When choosing the right product, pay attention not only to its cost. The first thing to look closely at is the composition. It is necessary to look not only at what vitamins and other substances are contained in a certain complex, but also at their percentage..
Often, manufacturers include in their products a large number of auxiliary components that do not affect vision in any way..
You should also find out if there have been any vitamin studies that have caught your attention. Usually, information about studies and their confirmed efficacy and safety is in the instructions..
In addition, the instructions must indicate contraindications and possible side effects..
From the instructions you will learn about how and with what frequency it is recommended to take vitamins..
Vitamins are offered in various forms. It can be:
pills; capsules; solutions – they are produced for those who, for whatever reason, cannot swallow tablets and capsules, and are most often intended for children.
It is quite convenient to use vision pills and capsules: most manufacturers have a dosage of 1 pc. in a day.
If you need vitamins for a child, be sure to read the instructions to clarify from what age you can take this or that complex or dietary supplement.
It is important to remember that vitamins for vision alone do not cure any disease or correct myopia, hyperopia or astigmatism.
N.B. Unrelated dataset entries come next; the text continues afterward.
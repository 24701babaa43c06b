//! The pre-built site shipped with the component.

use std::sync::Arc;

use edge_assets::{Asset, AssetStore};
use edge_core::PageModule;

/// Build id of the bundled site.
pub const BUILD_ID: &str = "demo-build";

/// Page module with no data hooks; the shell renderer draws it.
struct ShellPage;

impl PageModule for ShellPage {}

fn module() -> Asset {
    Asset::module(Arc::new(ShellPage))
}

const PAGES_MANIFEST: &str = r#"{
    "/_document": "pages/_document.js",
    "/_app": "pages/_app.js",
    "/_error": "pages/_error.js",
    "/": "pages/index.js",
    "/en/about": "pages/en/about.html",
    "/fr/about": "pages/fr/about.html",
    "/products/[id]": "pages/products/[id].js"
}"#;

const ROUTES_MANIFEST: &str = r#"{
    "version": 3,
    "basePath": "",
    "headers": [],
    "redirects": [
        {"source": "/shop/:id", "destination": "/products/:id", "permanent": true}
    ],
    "rewrites": [
        {"source": "/api/catalog/:path*", "destination": "https://catalog.example.com/v1/:path*"}
    ],
    "dynamicRoutes": []
}"#;

/// Every file of the site, keyed by its path in the build root.
pub fn assets() -> AssetStore {
    AssetStore::builder()
        .text("/.next/BUILD_ID", BUILD_ID, "text/plain")
        .text("/.next/build-manifest.json", r#"{"pages":{}}"#, "application/json")
        .text("/.next/react-loadable-manifest.json", "{}", "application/json")
        .text("/.next/routes-manifest.json", ROUTES_MANIFEST, "application/json")
        .text("/.next/server/pages-manifest.json", PAGES_MANIFEST, "application/json")
        .insert("/.next/server/pages/_document.js", module())
        .insert("/.next/server/pages/_app.js", module())
        .insert("/.next/server/pages/_error.js", module())
        .insert("/.next/server/pages/index.js", module())
        .insert("/.next/server/pages/products/[id].js", module())
        .text(
            "/.next/server/pages/en/about.html",
            "<!DOCTYPE html><html><body><h1>About us</h1></body></html>",
            "text/html; charset=utf-8",
        )
        .text(
            "/.next/server/pages/fr/about.html",
            "<!DOCTYPE html><html><body><h1>À propos</h1></body></html>",
            "text/html; charset=utf-8",
        )
        .text(
            "/.next/static/chunks/main.js",
            "console.log(\"hydrate\");",
            "application/javascript",
        )
        .file("/public/robots.txt", "User-agent: *\nAllow: /\n")
        .build()
}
They can help normalize eye function and slow age-related changes. This means that there is no point in using them in large quantities, especially since in this case there is a risk of hypervitaminosis..
Fresh foods are preferable to vitamin complexes.
Do not forget that fresh products are tastier for eyesight than a variety of extracts. Therefore, if you have a choice between fresh blueberries and a vitamin complex based on blueberry extract, you should prefer the berry. And it is better to make your diet balanced, add more healthy foods to the daily menu, and use vitamins when the body really needs to replenish the lack of any substances..
If you have any questions, be sure to consult with a specialist. An ophthalmologist will help you choose vitamins that will be useful for you.